The Making of a Diabetes Educator

August 29, 2010
August 28, 2010
It took me 18 years after my initial diagnosis to really wake up to what it means to live well with diabetes. Up to that point I had just been plugging along and having diabetes was just a nagging background fact about myself. I knew I had to take insulin injections everyday or I would feel sick. I had long ago foregone testing my urine because I thought it was tedious, stupid and discouraging because my pee test results were always that murky brownish green or orange color. I usually ate sensibly, but I ate whatever I wanted to without regard for how much or how little. Those were the days before carb counting and creative meal planning and we were supposed to follow the good old ADA exchange system, which got boring and old in my teens. I pretty much stopped using it by the time I left Toledo, Ohio to go away to college in NYC to attend NYU School of the Arts.
During my early 20’s I lived the life of a free spirit and traveled as a dancer and a spiritual seeker. I searched for answers to “heal” my diabetes in available alternative health settings that were prominent in the mid 1970s. I tried juice fasts and being a raw foods vegetarian, so I could get rid of accumulated toxins in my body. I tried yoga and meditation practices to realign my physical and spiritual self. I tried herbs and supplements that were supposed to “cure” diabetes. I even believed that I could fast myself off of insulin and with hard work to apply affirmations, visualization and prayer I could reactivate and stimulate my beta cells to get my body to make insulin of its own. OH MY GOD, how little did I actually know at the time and how arrogant and stupid I was!
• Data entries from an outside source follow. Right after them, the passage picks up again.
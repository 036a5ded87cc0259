//! The model-backed steps of the pipeline, behind one trait so the
//! orchestrator can be driven by scripted phases in tests.
//!
//! Carried by `Orchestrator` as `Arc<dyn AssignmentPhases>`.

use async_trait::async_trait;

use crate::generation::{context_extractor, rubric_builder, scope_builder};
use crate::llm_client::{LlmError, ModelClient};
use crate::models::assignment::{AssignmentScope, EvaluatorGuide, JobContext};
use crate::models::request::AssignmentRequest;

/// What a rejected draft got wrong, fed into the single regeneration.
#[derive(Debug, Clone, PartialEq, Eq)]
pub struct Correction {
    /// Gate issues from the rejected draft, verbatim.
    pub violations: Vec<String>,
    /// Concrete targets the next draft must hit.
    pub directives: Vec<String>,
}

impl Correction {
    pub fn render(&self) -> String {
        let mut out = String::from("CORRECTION: your previous draft was rejected.\nViolations:\n");
        for violation in &self.violations {
            out.push_str(&format!("- {violation}\n"));
        }
        out.push_str("The new draft MUST satisfy:");
        for directive in &self.directives {
            out.push_str(&format!("\n- {directive}"));
        }
        out
    }
}

#[async_trait]
pub trait AssignmentPhases: Send + Sync {
    /// Phase 1: raw job text to structured context.
    async fn extract_context(&self, request: &AssignmentRequest) -> Result<JobContext, LlmError>;

    /// Phase 2: one scope draft, optionally correcting a rejected one.
    async fn draft_scope(
        &self,
        context: &JobContext,
        request: &AssignmentRequest,
        correction: Option<&Correction>,
    ) -> Result<AssignmentScope, LlmError>;

    /// Phase 4: rubric and evaluator notes for an accepted scope.
    async fn build_rubric(
        &self,
        scope: &AssignmentScope,
        request: &AssignmentRequest,
        correction: Option<&Correction>,
    ) -> Result<EvaluatorGuide, LlmError>;
}

/// Production phases: every step is one structured call on the shared client.
pub struct LlmPhases {
    client: ModelClient,
}

impl LlmPhases {
    pub fn new(client: ModelClient) -> Self {
        Self { client }
    }
}

#[async_trait]
impl AssignmentPhases for LlmPhases {
    async fn extract_context(&self, request: &AssignmentRequest) -> Result<JobContext, LlmError> {
        context_extractor::extract_context(&self.client, request).await
    }

    async fn draft_scope(
        &self,
        context: &JobContext,
        request: &AssignmentRequest,
        correction: Option<&Correction>,
    ) -> Result<AssignmentScope, LlmError> {
        scope_builder::draft_scope(&self.client, context, request, correction).await
    }

    async fn build_rubric(
        &self,
        scope: &AssignmentScope,
        request: &AssignmentRequest,
        correction: Option<&Correction>,
    ) -> Result<EvaluatorGuide, LlmError> {
        rubric_builder::build_rubric(&self.client, scope, request, correction).await
    }
}
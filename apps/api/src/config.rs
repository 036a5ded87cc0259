use std::time::Duration;

use anyhow::{Context, Result};

use crate::llm_client::backoff::BackoffPolicy;

pub const DEFAULT_MODEL: &str = "gemini-2.5-flash";

/// Application configuration loaded from environment variables.
/// Only the API key is required; everything else has a provider-safe default.
#[derive(Debug, Clone)]
pub struct Config {
    pub gemini_api_key: String,
    pub gemini_model: String,
    pub rate_limit_per_minute: u32,
    pub retry_attempts: u32,
    pub backoff_base_ms: u64,
    pub backoff_multiplier: f64,
    pub backoff_max_ms: u64,
    pub pipeline_timeout_secs: u64,
    pub rust_log: String,
}

impl Config {
    pub fn from_env() -> Result<Self> {
        dotenvy::dotenv().ok(); // load .env if present; ignore if missing

        Self::from_lookup(|key| std::env::var(key).ok())
    }

    /// Builds the config from any key lookup, so parsing can be exercised
    /// without mutating the process environment.
    pub fn from_lookup<F>(lookup: F) -> Result<Self>
    where
        F: Fn(&str) -> Option<String>,
    {
        let config = Config {
            gemini_api_key: lookup("GEMINI_API_KEY")
                .filter(|v| !v.trim().is_empty())
                .context("Required environment variable 'GEMINI_API_KEY' is not set")?,
            gemini_model: lookup("GEMINI_MODEL").unwrap_or_else(|| DEFAULT_MODEL.to_string()),
            rate_limit_per_minute: parse_or(&lookup, "MODEL_RATE_LIMIT_RPM", 60)?,
            retry_attempts: parse_or(&lookup, "MODEL_RETRY_ATTEMPTS", 3)?,
            backoff_base_ms: parse_or(&lookup, "MODEL_BACKOFF_BASE_MS", 2_000)?,
            backoff_multiplier: parse_or(&lookup, "MODEL_BACKOFF_MULTIPLIER", 2.0)?,
            backoff_max_ms: parse_or(&lookup, "MODEL_BACKOFF_MAX_MS", 10_000)?,
            pipeline_timeout_secs: parse_or(&lookup, "PIPELINE_TIMEOUT_SECS", 120)?,
            rust_log: lookup("RUST_LOG").unwrap_or_else(|| "info".to_string()),
        };

        anyhow::ensure!(
            config.rate_limit_per_minute > 0,
            "MODEL_RATE_LIMIT_RPM must be at least 1"
        );
        anyhow::ensure!(
            config.retry_attempts > 0,
            "MODEL_RETRY_ATTEMPTS must be at least 1"
        );
        anyhow::ensure!(
            config.backoff_multiplier.is_finite() && config.backoff_multiplier >= 1.0,
            "MODEL_BACKOFF_MULTIPLIER must be a finite number >= 1.0"
        );
        anyhow::ensure!(
            config.pipeline_timeout_secs > 0,
            "PIPELINE_TIMEOUT_SECS must be at least 1"
        );

        Ok(config)
    }

    pub fn backoff_policy(&self) -> BackoffPolicy {
        BackoffPolicy {
            max_attempts: self.retry_attempts,
            base_delay: Duration::from_millis(self.backoff_base_ms),
            multiplier: self.backoff_multiplier,
            max_delay: Duration::from_millis(self.backoff_max_ms),
            jitter: true,
        }
    }

    pub fn pipeline_timeout(&self) -> Duration {
        Duration::from_secs(self.pipeline_timeout_secs)
    }
}

fn parse_or<F, T>(lookup: &F, key: &str, default: T) -> Result<T>
where
    F: Fn(&str) -> Option<String>,
    T: std::str::FromStr,
    T::Err: std::error::Error + Send + Sync + 'static,
{
    match lookup(key) {
        Some(raw) => raw
            .trim()
            .parse::<T>()
            .with_context(|| format!("{key} has an invalid value '{raw}'")),
        None => Ok(default),
    }
}
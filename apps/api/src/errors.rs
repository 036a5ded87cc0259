use serde::Serialize;
use thiserror::Error;

/// Terminal failure of a generation run.
///
/// Transient provider conditions (rate limits, a single malformed response)
/// are absorbed inside the model client and the orchestrator; anything that
/// reaches this type is surfaced to the caller.
#[derive(Debug, Error)]
pub enum PipelineError {
    #[error("Invalid request: {}", .issues.join("; "))]
    InvalidRequest { issues: Vec<String> },

    #[error("Context extraction failed: {}", .issues.join("; "))]
    ContextExtraction { issues: Vec<String> },

    #[error("Scope generation failed: {0}")]
    ScopeGeneration(String),

    #[error("Scope validation failed: {}", .issues.join("; "))]
    ScopeValidation { issues: Vec<String> },

    #[error("Rubric generation failed: {}", .issues.join("; "))]
    RubricGeneration { issues: Vec<String> },

    #[error("Model provider unavailable: {0}")]
    Provider(String),

    #[error("Generation exceeded the {budget_secs}s time budget while {state}")]
    Timeout { budget_secs: u64, state: &'static str },

    #[error("Internal error: {0}")]
    Internal(#[from] anyhow::Error),
}

/// Stable tag callers can branch on without parsing messages.
#[derive(Debug, Clone, Copy, PartialEq, Eq, Serialize)]
#[serde(rename_all = "snake_case")]
pub enum ErrorKind {
    InvalidRequest,
    ContextExtractionError,
    ScopeGenerationError,
    ScopeValidationError,
    RubricGenerationError,
    ProviderError,
    TimeoutError,
    InternalError,
}

/// Structured error handed back to the caller.
#[derive(Debug, Clone, Serialize)]
pub struct ErrorReport {
    pub kind: ErrorKind,
    pub message: String,
    pub issues: Vec<String>,
    pub suggestions: Vec<String>,
}

impl PipelineError {
    pub fn kind(&self) -> ErrorKind {
        match self {
            PipelineError::InvalidRequest { .. } => ErrorKind::InvalidRequest,
            PipelineError::ContextExtraction { .. } => ErrorKind::ContextExtractionError,
            PipelineError::ScopeGeneration(_) => ErrorKind::ScopeGenerationError,
            PipelineError::ScopeValidation { .. } => ErrorKind::ScopeValidationError,
            PipelineError::RubricGeneration { .. } => ErrorKind::RubricGenerationError,
            PipelineError::Provider(_) => ErrorKind::ProviderError,
            PipelineError::Timeout { .. } => ErrorKind::TimeoutError,
            PipelineError::Internal(_) => ErrorKind::InternalError,
        }
    }

    /// The specific violated invariants, if the error carries any.
    pub fn issues(&self) -> &[String] {
        match self {
            PipelineError::InvalidRequest { issues }
            | PipelineError::ContextExtraction { issues }
            | PipelineError::ScopeValidation { issues }
            | PipelineError::RubricGeneration { issues } => issues,
            _ => &[],
        }
    }

    /// Actionable next steps for the caller, keyed by error kind and, for
    /// scope failures, by which invariant was violated.
    pub fn suggestions(&self) -> Vec<String> {
        let fixed: &[&str] = match self {
            PipelineError::InvalidRequest { .. } => &[
                "Correct the listed fields and submit again",
                "Keep the time budget between 2 and 8 hours",
            ],
            PipelineError::ContextExtraction { .. } => &[
                "Add more details about the role's responsibilities",
                "Include specific technical requirements or challenges",
                "Describe the team structure or project context",
            ],
            PipelineError::ScopeGeneration(_) => &[
                "Retry the generation, results vary between runs",
                "Simplify the must-evaluate list",
            ],
            PipelineError::ScopeValidation { .. } => &[
                "Retry the generation, results vary between runs",
                "Add more context in the job description to help scoping",
            ],
            PipelineError::RubricGeneration { .. } => &[
                "Retry the generation",
                "Reduce the number of must-evaluate items",
            ],
            PipelineError::Provider(_) => &[
                "Wait a moment and try again",
                "Check the model provider status and API credentials",
            ],
            PipelineError::Timeout { .. } => &[
                "Try again, the model provider may be slow right now",
                "Increase the pipeline timeout",
            ],
            PipelineError::Internal(_) => &[
                "Check that the request file exists and is readable",
                "Retry the request",
            ],
        };

        let mut suggestions: Vec<String> = Vec::new();
        if let PipelineError::ScopeValidation { issues } = self {
            if issues.iter().any(|i| i.starts_with("Time mismatch")) {
                suggestions.push("Adjust the time budget slightly (try +/- 30 minutes)".into());
            }
            if issues.iter().any(|i| i.contains("must-have")) {
                suggestions.push("Reduce the must-evaluate items".into());
            }
        }
        suggestions.extend(fixed.iter().map(|s| s.to_string()));
        suggestions
    }

    pub fn report(&self) -> ErrorReport {
        if let PipelineError::Internal(e) = self {
            tracing::error!("Internal error: {e:?}");
        }
        ErrorReport {
            kind: self.kind(),
            message: self.to_string(),
            issues: self.issues().to_vec(),
            suggestions: self.suggestions(),
        }
    }
}
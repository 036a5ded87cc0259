//! Phase 4: scoring rubric and evaluator notes for an accepted scope.

use tracing::{info, warn};

use crate::generation::phases::Correction;
use crate::generation::prompts::{
    build_prompt, inline_list, RUBRIC_PROMPT_TEMPLATE, RUBRIC_SCHEMA,
};
use crate::llm_client::{LlmError, ModelClient};
use crate::models::assignment::{AssignmentScope, EvaluatorGuide};
use crate::models::request::AssignmentRequest;
use crate::quality::rubric_gate::{MAX_RUBRIC_ITEMS, MIN_RUBRIC_ITEMS};
use crate::quality::{check_rubric, ValidationResult};

pub fn rubric_prompt(
    scope: &AssignmentScope,
    request: &AssignmentRequest,
    correction: Option<&Correction>,
) -> String {
    let requirements = scope
        .must_have
        .iter()
        .map(|r| format!("- {} ({} min)", r.description, r.estimated_time_minutes))
        .collect::<Vec<_>>()
        .join("\n");
    let instruction = RUBRIC_PROMPT_TEMPLATE
        .replace("{title}", &scope.title)
        .replace("{seniority}", request.seniority_level.as_str())
        .replace("{must_evaluate}", &inline_list(&request.must_evaluate))
        .replace("{requirements}", &requirements);
    build_prompt(&instruction, correction, &RUBRIC_SCHEMA)
}

pub async fn build_rubric(
    client: &ModelClient,
    scope: &AssignmentScope,
    request: &AssignmentRequest,
    correction: Option<&Correction>,
) -> Result<EvaluatorGuide, LlmError> {
    info!("Generating rubric for '{}'", scope.title);
    let guide: EvaluatorGuide = client
        .call_structured(&rubric_prompt(scope, request, correction), &RUBRIC_SCHEMA)
        .await?;
    info!(
        "Rubric drafted: {} areas, weights sum to {:.3}",
        guide.scoring_rubric.len(),
        guide.weight_sum()
    );
    Ok(guide)
}

/// Rubric gate over a drafted guide, with the outcome logged.
pub fn validate_rubric(guide: &EvaluatorGuide) -> ValidationResult {
    let result = check_rubric(&guide.scoring_rubric);
    if !result.passed {
        warn!("Rubric failed validation: {}", result.issues.join("; "));
    }
    result
}

pub fn rubric_correction(result: &ValidationResult) -> Correction {
    let mut directives = vec![format!(
        "Use between {MIN_RUBRIC_ITEMS} and {MAX_RUBRIC_ITEMS} evaluation areas"
    )];
    if result.issues.iter().any(|i| i.contains("weights sum")) {
        directives.push(
            "The weights of all areas must sum to exactly 1.0; recompute them before answering"
                .to_string(),
        );
    }
    if result.issues.iter().any(|i| i.contains("invalid weight")) {
        directives.push("Every weight must be greater than 0 and at most 1".to_string());
    }
    if result.issues.iter().any(|i| i.contains("scoring guide")) {
        directives.push("Every area needs a scoring guide explaining the 1-5 scale".to_string());
    }
    Correction {
        violations: result.issues.clone(),
        directives,
    }
}
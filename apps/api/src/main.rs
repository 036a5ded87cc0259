mod config;
mod errors;
mod generation;
mod llm_client;
mod models;
mod quality;
mod sample;
#[cfg(test)]
mod test_support;

use std::path::PathBuf;
use std::process::ExitCode;
use std::sync::Arc;

use anyhow::{Context, Result};
use clap::{Args, Parser, Subcommand};
use serde::Serialize;
use tracing::info;
use tracing_subscriber::{layer::SubscriberExt, util::SubscriberInitExt, EnvFilter};

use crate::config::Config;
use crate::errors::PipelineError;
use crate::generation::orchestrator::Orchestrator;
use crate::generation::phases::LlmPhases;
use crate::llm_client::gemini::GeminiTransport;
use crate::llm_client::rate_limit::RateLimiter;
use crate::llm_client::ModelClient;
use crate::models::request::AssignmentRequest;

#[derive(Parser, Debug)]
#[command(
    name = "takehome",
    about = "Generate time-bounded take-home assignments and rubrics from a job description",
    version
)]
struct Cli {
    #[command(subcommand)]
    command: Command,
}

#[derive(Subcommand, Debug)]
enum Command {
    /// Run the full pipeline and print the generated assignment as JSON
    Generate(RequestArgs),
    /// Run extraction and scoping once and print the scope validation result
    Preview(RequestArgs),
}

#[derive(Args, Debug)]
struct RequestArgs {
    /// Path to an assignment request JSON file
    #[arg(long, required_unless_present = "sample", conflicts_with = "sample")]
    request: Option<PathBuf>,
    /// Use the built-in senior backend sample request
    #[arg(long)]
    sample: bool,
}

impl RequestArgs {
    /// Reads the request. An unreadable file is an internal error; a file
    /// that reads but does not parse is an invalid request.
    fn load(&self) -> Result<AssignmentRequest, PipelineError> {
        match &self.request {
            Some(path) => {
                let raw = std::fs::read_to_string(path)
                    .with_context(|| format!("Failed to read request file {}", path.display()))?;
                AssignmentRequest::from_json(&raw)
            }
            None => Ok(sample::sample_request()),
        }
    }
}

#[tokio::main]
async fn main() -> Result<ExitCode> {
    let cli = Cli::parse();

    // Load configuration first (errors on missing required env vars)
    let config = Config::from_env()?;

    // Initialize structured logging; stdout is reserved for the JSON result
    tracing_subscriber::registry()
        .with(EnvFilter::try_from_default_env().unwrap_or_else(|_| {
            EnvFilter::new(format!("{}={}", env!("CARGO_PKG_NAME"), &config.rust_log))
        }))
        .with(tracing_subscriber::fmt::layer().with_writer(std::io::stderr))
        .init();

    info!("Starting takehome v{}", env!("CARGO_PKG_VERSION"));

    // One model client per process, shared by every phase
    let transport = GeminiTransport::new(config.gemini_api_key.clone(), config.gemini_model.clone())
        .context("Failed to build the Gemini HTTP client")?;
    let limiter = Arc::new(RateLimiter::per_minute(config.rate_limit_per_minute));
    let client = ModelClient::new(Arc::new(transport), limiter, config.backoff_policy());
    info!(
        "Model client initialized (model: {}, {} rpm, {} attempts)",
        config.gemini_model, config.rate_limit_per_minute, config.retry_attempts
    );

    let orchestrator = Orchestrator::new(
        Arc::new(LlmPhases::new(client)),
        config.pipeline_timeout(),
    );

    match cli.command {
        Command::Generate(args) => match args.load() {
            Ok(request) => emit(orchestrator.run(&request).await),
            Err(e) => emit::<()>(Err(e)),
        },
        Command::Preview(args) => match args.load() {
            Ok(request) => emit(orchestrator.preview_scope(&request).await),
            Err(e) => emit::<()>(Err(e)),
        },
    }
}

/// Prints the result, or the error report, as pretty JSON on stdout.
fn emit<T: Serialize>(outcome: Result<T, PipelineError>) -> Result<ExitCode> {
    let (json, code) = match outcome {
        Ok(value) => (serde_json::to_string_pretty(&value)?, ExitCode::SUCCESS),
        Err(e) => (serde_json::to_string_pretty(&e.report())?, ExitCode::FAILURE),
    };
    println!("{json}");
    Ok(code)
}
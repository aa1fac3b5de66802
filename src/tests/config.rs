use crate::{
    Error,
    config::{Cli, PersistenceMode, Role, ServerConfig},
};
use clap::Parser;

fn parse(args: &[&str]) -> Cli {
    Cli::try_parse_from(["ignisdb"].into_iter().chain(args.iter().copied())).unwrap()
}

#[test]
fn master_defaults() {
    let config = ServerConfig::from_cli(parse(&[])).unwrap();

    assert_eq!(Role::Master, config.role);
    assert_eq!("127.0.0.1", config.host);
    assert_eq!(6380, config.port);
    assert_eq!(None, config.master_addr);
    assert_eq!(PersistenceMode::Snapshot, config.persistence_mode);
    assert_eq!(300, config.snapshot_interval);
}

#[test]
fn replica_requires_a_master_port() {
    let result = ServerConfig::from_cli(parse(&["--role", "replica"]));
    assert!(matches!(result, Err(Error::Config(_))));
}

#[test]
fn replica_defaults_and_master_address() {
    let config = ServerConfig::from_cli(parse(&[
        "--role",
        "replica",
        "--master-port",
        "6380",
    ]))
    .unwrap();

    assert_eq!(Role::Replica, config.role);
    assert_eq!(6381, config.port);
    assert_eq!(Some(("127.0.0.1".to_owned(), 6380)), config.master_addr);
}

#[test]
fn explicit_flags_override_defaults() {
    let config = ServerConfig::from_cli(parse(&[
        "--port",
        "7000",
        "--persistence-mode",
        "aof",
        "--aof-file",
        "/tmp/db.aof",
        "--snapshot-interval",
        "10",
    ]))
    .unwrap();

    assert_eq!(7000, config.port);
    assert_eq!(PersistenceMode::Aof, config.persistence_mode);
    assert_eq!("/tmp/db.aof", config.aof_file.to_str().unwrap());
    assert_eq!(10, config.snapshot_interval);
}

#[test]
fn zero_snapshot_interval_is_rejected() {
    let result = ServerConfig::from_cli(parse(&["--snapshot-interval", "0"]));
    assert!(matches!(result, Err(Error::Config(_))));
}
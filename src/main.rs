use clap::Parser;
use ignisdb::{
    config::{Cli, ServerConfig},
    server::Server,
};
use log::error;
use std::process::ExitCode;

#[tokio::main]
async fn main() -> ExitCode {
    env_logger::Builder::from_env(env_logger::Env::default().default_filter_or("info")).init();

    let config = match ServerConfig::from_cli(Cli::parse()) {
        Ok(config) => config,
        Err(e) => {
            error!("{e}");
            return ExitCode::FAILURE;
        }
    };

    let server = match Server::prepare(config).await {
        Ok(server) => server,
        Err(e) => {
            error!("startup failed: {e}");
            return ExitCode::FAILURE;
        }
    };

    match server.run().await {
        Ok(()) => ExitCode::SUCCESS,
        Err(e) => {
            error!("server failed: {e}");
            ExitCode::FAILURE
        }
    }
}
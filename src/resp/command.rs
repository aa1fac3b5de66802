use crate::{CommandError, Result};
use std::fmt::{self, Write};

/// Commands that mutate the keyspace and are therefore journaled to the
/// append-only file and propagated to replicas.
const WRITE_COMMANDS: [&str; 5] = ["SET", "DELETE", "EXPIRE", "LPUSH", "HSET"];

/// A client command: upper-cased name plus raw argument tokens.
///
/// Arguments are kept untyped on purpose: a queued transaction must accept
/// any token stream and defer validation to execution time.
#[derive(Debug, Clone, PartialEq, Eq)]
pub struct Command {
    pub name: String,
    pub args: Vec<String>,
}

impl Command {
    pub fn new(name: impl Into<String>, args: Vec<String>) -> Self {
        Self {
            name: name.into(),
            args,
        }
    }

    /// Parses one inline frame into a command.
    ///
    /// The first token is case-folded to upper-case; the remaining tokens are
    /// taken verbatim. A blank frame is a protocol error.
    pub fn parse_inline(line: &str) -> Result<Self> {
        let mut tokens = line.split_whitespace();
        let name = tokens
            .next()
            .ok_or_else(|| CommandError::err("empty command"))?;

        Ok(Self {
            name: name.to_ascii_uppercase(),
            args: tokens.map(str::to_owned).collect(),
        })
    }

    pub fn is_write(&self) -> bool {
        WRITE_COMMANDS.contains(&self.name.as_str())
    }
}

impl fmt::Display for Command {
    fn fmt(&self, f: &mut fmt::Formatter<'_>) -> fmt::Result {
        f.write_str(&self.name)?;
        for arg in &self.args {
            f.write_char(' ')?;
            f.write_str(arg)?;
        }

        Ok(())
    }
}
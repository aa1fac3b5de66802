use crate::{
    Result,
    resp::{Command, Reply, command_record},
    store::StorageEngine,
};

fn cmd(line: &str) -> Command {
    Command::parse_inline(line).unwrap()
}

#[tokio::test]
async fn writes_are_journaled_in_apply_order() -> Result<()> {
    let dir = tempfile::tempdir().unwrap();
    let path = dir.path().join("journal.aof");

    let engine = StorageEngine::new(true);
    engine.open_aof(&path).await?;
    engine.execute(&cmd("SET foo bar")).await?;
    engine.execute(&cmd("GET foo")).await?; // reads are not journaled
    engine.execute(&cmd("LPUSH ls a b")).await?;
    engine.execute(&cmd("DELETE foo")).await?;
    engine.shutdown().await;

    let mut expected = Vec::new();
    expected.extend_from_slice(&command_record(&cmd("SET foo bar")));
    expected.extend_from_slice(&command_record(&cmd("LPUSH ls a b")));
    expected.extend_from_slice(&command_record(&cmd("DELETE foo")));

    assert_eq!(expected, std::fs::read(&path).unwrap());

    Ok(())
}

#[tokio::test]
async fn replay_rebuilds_the_keyspace() -> Result<()> {
    let dir = tempfile::tempdir().unwrap();
    let path = dir.path().join("journal.aof");

    let engine = StorageEngine::new(true);
    engine.open_aof(&path).await?;
    engine.execute(&cmd("SET foo bar")).await?;
    engine.execute(&cmd("LPUSH ls x y z")).await?;
    engine.execute(&cmd("HSET h f v")).await?;
    engine.execute(&cmd("DELETE foo")).await?;
    engine.shutdown().await;

    let restored = StorageEngine::new(true);
    assert_eq!(4, restored.replay_aof(&path).await?);

    assert_eq!(Reply::Nil, restored.execute(&cmd("GET foo")).await?);
    assert_eq!(
        Reply::Array(vec![
            Reply::Bulk("z".to_owned()),
            Reply::Bulk("y".to_owned()),
            Reply::Bulk("x".to_owned()),
        ]),
        restored.execute(&cmd("LRANGE ls 0 -1")).await?
    );
    assert_eq!(
        Reply::Bulk("v".to_owned()),
        restored.execute(&cmd("HGET h f")).await?
    );

    Ok(())
}

#[tokio::test]
async fn replay_tolerates_a_truncated_tail() -> Result<()> {
    let dir = tempfile::tempdir().unwrap();
    let path = dir.path().join("journal.aof");

    let mut bytes = Vec::new();
    bytes.extend_from_slice(&command_record(&cmd("SET a 1")));
    bytes.extend_from_slice(&command_record(&cmd("SET b 2")));
    // crash mid-append: half a record at the end of the file
    let partial = command_record(&cmd("SET c 3"));
    bytes.extend_from_slice(&partial[..partial.len() - 5]);
    std::fs::write(&path, &bytes).unwrap();

    let engine = StorageEngine::new(true);
    assert_eq!(2, engine.replay_aof(&path).await?);
    assert_eq!(Reply::Bulk("2".to_owned()), engine.execute(&cmd("GET b")).await?);
    assert_eq!(Reply::Nil, engine.execute(&cmd("GET c")).await?);

    Ok(())
}

#[tokio::test]
async fn replay_of_a_missing_file_starts_empty() -> Result<()> {
    let dir = tempfile::tempdir().unwrap();

    let engine = StorageEngine::new(true);
    assert_eq!(0, engine.replay_aof(&dir.path().join("nope.aof")).await?);
    assert_eq!(0, engine.entry_count().await);

    Ok(())
}

#[tokio::test]
async fn aborted_batches_leave_no_journal_records() -> Result<()> {
    let dir = tempfile::tempdir().unwrap();
    let path = dir.path().join("journal.aof");

    let engine = StorageEngine::new(true);
    engine.open_aof(&path).await?;

    let bad = vec![cmd("SET a 1"), cmd("NOSUCH x")];
    assert!(engine.execute_batch(&bad).await.is_err());

    let good = vec![cmd("SET a 1"), cmd("SET b 2")];
    engine.execute_batch(&good).await?;
    engine.shutdown().await;

    let mut expected = Vec::new();
    expected.extend_from_slice(&command_record(&cmd("SET a 1")));
    expected.extend_from_slice(&command_record(&cmd("SET b 2")));
    assert_eq!(expected, std::fs::read(&path).unwrap());

    Ok(())
}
I did learn a lot about healthier eating of natural, minimally processed foods and how our thoughts influence the outcomes we experience, ie, the power of positive thinking. I knew I wanted to achieve some level of healing with my diabetes, but I did not understand what I needed to do to really take care of myself because I was pretty clueless about what was going on inside my body. I thought I was doing the right thing to get healthy, but in reality I was starving myself instead and destroying my health. I was losing weight and thought I was maintaining a healthy weight for my small frame, but the weight loss was more from muscle mass being consumed as energy and fuel because I wasn’t eating properly or getting enough insulin to maintain health and sustain life. Fortunately, I was physically active with dance, yoga and outdoor agricultural activities.
From 1978 to 1982 I went through several episodes of severe DKA. Let me tell you, D sisters, if you haven’t been there, you don’t want to go there – and if you have been there, you don’t want to go there again if you can avoid it! The fourth hospitalization for DKA, in as many years, came when I was married to my first husband and was after I had miscarried my first pregnancy at 6 weeks. I prayed and asked for healing. I asked GOD to please make my diabetes go away, and if it was not possible for it to be “cured”, then please let me learn what I must do to be able to live with it without getting sick with DKA for the rest of my life.
The healing for me came in the form of a hospital RN coming into my room and asking me what I understood about how insulin works in my body. I had to admit that I didn’t know. She gave me a book, published by Eli Lilly in 1979, on what insulin is, what it does and why. I remember she apologized to me that it was written on the level of a fourth grader, but she encouraged me to read it anyway, saying “You might learn something new.” Well, I read it from cover to cover – twice! It opened my mind and for the first time in my life with diabetes, I had an understanding of what was insulin was all about. Before I went home, the nurses introduced me to monitor my BGs on an Ames Glucometer. I began to absorb everything I could about what to do to take care of my diabetes. I joined the local ADA chapter and volunteered to hang out in the office to answer phones and do filing, copying and help with mailings just so I could learn as much as I could about diabetes updates from other people with diabetes who worked or volunteered there. Eventually, I was trained as an ADA peer educator and began to attend peer to peer support groups in Long Island and NYC.
And so was the beginning of my journey towards becoming a Certified Diabetes Educator.